Our topic this week, I MISS MY FRIENDS! I miss zack. I miss wani. I miss Ida. I miss nadiah. I miss chemi. I miss ayu. I cant miss fuzah, tho. Hwahwahwa...ramadhan is a week away from now and that's mean it's time to go for shopping (okey2 lari niat. Ramadhan bulan utk beribadah. That's more important than shopping). But...my current figure is very unsatifying and I really need to put off lots n lots of kilos. Oh puhlease..

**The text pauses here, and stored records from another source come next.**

//! Windows hosts over SSH + PowerShell

use dailyhud_core::{
    CheckResult, HostCheck, Probe, ProbeContext, Result, Status, Thresholds, WindowsHostConfig,
};

use super::remote::{fold_host_results, grade_disks, wants, Ssh, COMMAND_TIMEOUT, CONNECT_TIMEOUT};

const DRIVES_SCRIPT: &str = concat!(
    "Get-PSDrive -PSProvider FileSystem | ",
    "Where-Object { $_.Used -gt 0 } | ",
    "ForEach-Object { ",
    "$pct = [math]::Round(($_.Used / ($_.Used + $_.Free)) * 100); ",
    "$freeGB = [math]::Round($_.Free / 1GB, 1); ",
    "Write-Output \\\"$($_.Name): $pct% ($($freeGB)GB free)\\\" ",
    "}"
);

const UPDATES_SCRIPT: &str = concat!(
    "try { ",
    "$updates = (Get-WindowsUpdate -ErrorAction Stop).Count; ",
    "Write-Output $updates ",
    "} catch { ",
    "Write-Output 'unavailable' ",
    "}"
);

pub struct WindowsHostsProbe;

impl Probe for WindowsHostsProbe {
    fn id(&self) -> &str {
        "windows"
    }

    fn run(&self, ctx: &ProbeContext) -> Result<Vec<CheckResult>> {
        Ok(ctx
            .config
            .windows_hosts
            .iter()
            .flat_map(|host| check_host(host, ctx.thresholds()))
            .collect())
    }
}

fn powershell(ssh: &Ssh, script: &str) -> std::result::Result<String, String> {
    ssh.run(&format!("powershell -Command \"{}\"", script), COMMAND_TIMEOUT)
}

fn check_host(host: &WindowsHostConfig, thresholds: &Thresholds) -> Vec<CheckResult> {
    let name = host.name.as_str();
    if host.host.is_empty() {
        return vec![CheckResult::error(name, format!("{}: No host configured", name))];
    }
    if host.method != "ssh" {
        return vec![CheckResult::error(
            name,
            format!("{}: WinRM not yet supported (use SSH)", name),
        )];
    }

    let ssh = Ssh::new(&host.user, &host.host);
    let probe = ssh.run("powershell -Command \"Write-Output 'ok'\"", CONNECT_TIMEOUT);
    if probe.is_err() {
        return vec![CheckResult::error(name, format!("{}: Connection failed", name))];
    }

    let mut results = Vec::new();
    let mut pending = String::new();

    if wants(&host.checks, HostCheck::Disk) {
        if let Ok(output) = powershell(&ssh, DRIVES_SCRIPT) {
            results.push(evaluate_drives(&output, thresholds));
        }
    }

    if wants(&host.checks, HostCheck::Updates) {
        if let Some(update) = check_updates(&ssh) {
            // pending updates ride along on the OK line
            if update.status == Status::Warning {
                if let Some((_, info)) = update.message.split_once(": ") {
                    pending = format!(" ({})", info);
                }
            } else {
                results.push(update);
            }
        }
    }

    fold_host_results(name, results, &pending)
}

/// Parse lines like `C: 75% (120GB free)`
fn evaluate_drives(output: &str, thresholds: &Thresholds) -> CheckResult {
    let rows = output.lines().filter_map(|line| {
        let (drive, rest) = line.split_once(':')?;
        let rest = rest.trim();
        let pct = rest.split('%').next()?.trim().parse::<u32>().ok()?;
        let free = rest
            .split_once('(')
            .map(|(_, f)| f.trim_end_matches(')').to_string())
            .unwrap_or_default();
        Some((drive.trim().to_string(), pct, free))
    });

    grade_disks(rows, thresholds, "drive", |drive, pct, free| {
        format!("{}: {}% ({})", drive, pct, free)
    })
}

fn evaluate_update_count(output: &str) -> CheckResult {
    match output.trim().parse::<u64>() {
        Ok(0) => CheckResult::ok("updates", "Updates: Up to date"),
        Ok(count) => CheckResult::warning("updates", format!("Updates: {} pending", count)),
        Err(_) => CheckResult::ok("updates", "Updates: Check skipped"),
    }
}

fn check_updates(ssh: &Ssh) -> Option<CheckResult> {
    match powershell(ssh, UPDATES_SCRIPT) {
        Ok(output) if output.trim() != "unavailable" => Some(evaluate_update_count(&output)),
        _ => powershell(ssh, "(Get-Service wuauserv).Status").ok().map(|_| {
            CheckResult::ok("updates", "Updates: Check unavailable (no PSWindowsUpdate)")
        }),
    }
}

#[cfg(test)]
mod tests {
    use super::*;

    #[test]
    fn test_drives() {
        let output = "C: 91% (10.5GB free)\nD: 82% (120GB free)\nbogus line\n";
        let result = evaluate_drives(output, &Thresholds::default());
        assert_eq!(result.status, Status::Error);
        assert_eq!(result.details, vec!["C: 91% (10.5GB free)"]);

        let result = evaluate_drives("D: 82% (120GB free)", &Thresholds::default());
        assert_eq!(result.message, "Disk: 1 drive(s) high");
    }

    #[test]
    fn test_update_count() {
        assert_eq!(evaluate_update_count("0").message, "Updates: Up to date");
        assert_eq!(evaluate_update_count("5\r\n").message, "Updates: 5 pending");
        assert_eq!(evaluate_update_count("?").message, "Updates: Check skipped");
    }

    #[test]
    fn test_winrm_rejected() {
        let host = WindowsHostConfig {
            name: "desk".to_string(),
            host: "10.0.0.9".to_string(),
            user: "admin".to_string(),
            method: "winrm".to_string(),
            checks: vec![HostCheck::Disk],
        };
        let results = check_host(&host, &Thresholds::default());
        assert_eq!(results.len(), 1);
        assert_eq!(results[0].message, "desk: WinRM not yet supported (use SSH)");
    }
}
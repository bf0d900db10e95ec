//! The check registry: every known check, its section and when it runs

use dailyhud_core::{Config, HudError, Probe, Result, Secrets};
use serde::Serialize;
use std::str::FromStr;
use tracing::debug;

use crate::probes::{
    CertificatesProbe, ContainersProbe, CveProbe, DomainsProbe, GithubProbe, KubernetesProbe,
    SshHostsProbe, TodoistProbe, TruenasProbe, WindowsHostsProbe,
};

/// Every check daily-hud knows about
#[derive(Debug, Clone, Copy, PartialEq, Eq, Hash, PartialOrd, Ord)]
pub enum CheckKind {
    Todoist,
    Github,
    Kubernetes,
    Truenas,
    Ssh,
    Windows,
    Certs,
    Domains,
    Cves,
    Containers,
}

impl CheckKind {
    /// All checks in display order
    pub const ALL: [CheckKind; 10] = [
        CheckKind::Todoist,
        CheckKind::Github,
        CheckKind::Kubernetes,
        CheckKind::Truenas,
        CheckKind::Ssh,
        CheckKind::Windows,
        CheckKind::Certs,
        CheckKind::Domains,
        CheckKind::Cves,
        CheckKind::Containers,
    ];

    pub fn id(&self) -> &'static str {
        match self {
            CheckKind::Todoist => "todoist",
            CheckKind::Github => "github",
            CheckKind::Kubernetes => "kubernetes",
            CheckKind::Truenas => "truenas",
            CheckKind::Ssh => "ssh",
            CheckKind::Windows => "windows",
            CheckKind::Certs => "certs",
            CheckKind::Domains => "domains",
            CheckKind::Cves => "cves",
            CheckKind::Containers => "containers",
        }
    }

    /// Display section the check's results land in
    pub fn section(&self) -> &'static str {
        match self {
            CheckKind::Todoist => "Todoist",
            CheckKind::Github => "GitHub",
            CheckKind::Kubernetes => "Kubernetes",
            CheckKind::Truenas => "TrueNAS",
            CheckKind::Ssh => "SSH Hosts",
            CheckKind::Windows => "Windows",
            CheckKind::Certs => "Certificates",
            CheckKind::Domains => "Domains",
            CheckKind::Cves => "Security",
            CheckKind::Containers => "Containers",
        }
    }

    /// Name of the secret the check authenticates with, if any
    pub fn required_secret(&self) -> Option<&'static str> {
        match self {
            CheckKind::Todoist => Some("todoist_token"),
            CheckKind::Github => Some("github_token"),
            CheckKind::Truenas => Some("truenas_api_key"),
            _ => None,
        }
    }

    /// Whether the check runs when no explicit list is given
    pub fn auto_include(&self, config: &Config, secrets: &Secrets) -> bool {
        match self {
            CheckKind::Todoist => secrets.is_resolved("todoist_token"),
            CheckKind::Github => !config.github.username.is_empty(),
            CheckKind::Kubernetes => true,
            CheckKind::Truenas => !config.truenas.host.is_empty(),
            CheckKind::Ssh => !config.ssh_hosts.is_empty(),
            CheckKind::Windows => !config.windows_hosts.is_empty(),
            CheckKind::Certs => !config.certificates.is_empty(),
            CheckKind::Domains => !config.domains.is_empty(),
            CheckKind::Cves => config.cves.check_local,
            CheckKind::Containers => true,
        }
    }

    /// The probe implementing this check
    pub fn probe(&self) -> Box<dyn Probe> {
        match self {
            CheckKind::Todoist => Box::new(TodoistProbe),
            CheckKind::Github => Box::new(GithubProbe),
            CheckKind::Kubernetes => Box::new(KubernetesProbe),
            CheckKind::Truenas => Box::new(TruenasProbe),
            CheckKind::Ssh => Box::new(SshHostsProbe),
            CheckKind::Windows => Box::new(WindowsHostsProbe),
            CheckKind::Certs => Box::new(CertificatesProbe),
            CheckKind::Domains => Box::new(DomainsProbe),
            CheckKind::Cves => Box::new(CveProbe),
            CheckKind::Containers => Box::new(ContainersProbe),
        }
    }

    pub fn info(&self) -> CheckInfo {
        CheckInfo {
            id: self.id(),
            section: self.section(),
            required_secret: self.required_secret(),
        }
    }
}

impl std::fmt::Display for CheckKind {
    fn fmt(&self, f: &mut std::fmt::Formatter<'_>) -> std::fmt::Result {
        write!(f, "{}", self.id())
    }
}

impl FromStr for CheckKind {
    type Err = String;

    fn from_str(s: &str) -> std::result::Result<Self, Self::Err> {
        let id = s.trim().to_lowercase();
        CheckKind::ALL
            .into_iter()
            .find(|k| k.id() == id)
            .ok_or_else(|| format!("Unknown check: {}", s))
    }
}

/// Registry row, for listing
#[derive(Debug, Clone, Serialize)]
pub struct CheckInfo {
    pub id: &'static str,
    pub section: &'static str,
    pub required_secret: Option<&'static str>,
}

/// The full registry table in display order
pub fn all_checks() -> Vec<CheckInfo> {
    CheckKind::ALL.iter().map(CheckKind::info).collect()
}

/// Preferred section order for rendering
pub fn display_order() -> Vec<&'static str> {
    CheckKind::ALL.iter().map(CheckKind::section).collect()
}

/// Split a comma-separated `--only` value into trimmed, non-empty ids
pub fn parse_check_list(value: &str) -> Vec<String> {
    value
        .split(',')
        .map(str::trim)
        .filter(|s| !s.is_empty())
        .map(str::to_string)
        .collect()
}

/// Decide which checks run.
///
/// With an explicit list every id must be known, otherwise nothing runs.
/// Without one, each check's auto-include predicate decides. An empty
/// result is an error of its own.
pub fn resolve_run_set(
    explicit: Option<&[String]>,
    config: &Config,
    secrets: &Secrets,
) -> Result<Vec<CheckKind>> {
    let selected = match explicit {
        Some(ids) => {
            let mut selected = Vec::new();
            let mut unknown = Vec::new();

            for id in ids.iter().map(|s| s.trim()).filter(|s| !s.is_empty()) {
                match id.parse::<CheckKind>() {
                    Ok(kind) if !selected.contains(&kind) => selected.push(kind),
                    Ok(_) => {}
                    Err(_) => unknown.push(id.to_string()),
                }
            }

            if !unknown.is_empty() {
                return Err(HudError::UnknownChecks {
                    unknown,
                    available: CheckKind::ALL.iter().map(|k| k.id().to_string()).collect(),
                });
            }
            selected
        }
        None => CheckKind::ALL
            .into_iter()
            .filter(|k| k.auto_include(config, secrets))
            .collect(),
    };

    if selected.is_empty() {
        return Err(HudError::NoChecksConfigured);
    }

    debug!(
        "Run set: {}",
        selected.iter().map(|k| k.id()).collect::<Vec<_>>().join(", ")
    );
    Ok(selected)
}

Last week my beloved MO5K classmates have put our efforts together and gave our best during the Usman Awang Poem Recitation Comp. We won the competition and clean swept both solo (waqi) and grouping competition. I'm one of the poem reciter and as always, I slipped my tongue. Siul la..Exactly the same like what happened during f5 farewell dinner. I made my own bertepuk2 tgn lyric. But this time around, the juries have the poem with them!!!I was so afraid that I might rob the winning chance from my classmate but luckily the victory was on our side. Huhu..Alhamdulillah.Dapat merasa kfc di hari blajar di kmb (ouh, assonance!) Nyaha, anyway the winning has boosted our spirit to give our best for the next bio exhibition. Ahaha it's like a stepping stone to more n more victories ar...ekekekeke




the classmates.after performance



shivers and shudders


And dear blog, the greatest victory is yet to be revealed. My worst nitemare has finally come to an end and I am proud to announce that I've got over it. No more hope no more hatred, insyaAllah. It takes one dream and one fine evening walk to make me realise that and yes, it is fated that the crossed pathway has begun to separate themselves. It's like the DNA replication lah. It's time for the parent strands to unwind and start their new lives. Just like mine. It's been great 3 years to have him as my friend and I cant deny that. But it has also been the worst 1 year of suffercation to get rid of him from my thoughts. And now, I'm moving on with my life and hopefully the coming days will be filled with lots of happiness and smiles. Thanks to someone who had, somehow helped me through the rain. Thanks for being a helpful umbrella.

Owh, I'm having my maths test tomorrow. I havent studied yet!!!!!!!!!!!!!!!!! Hwahwahwa....I'd better be ready to go back, after my grandpa and grandma off to kampung, of course.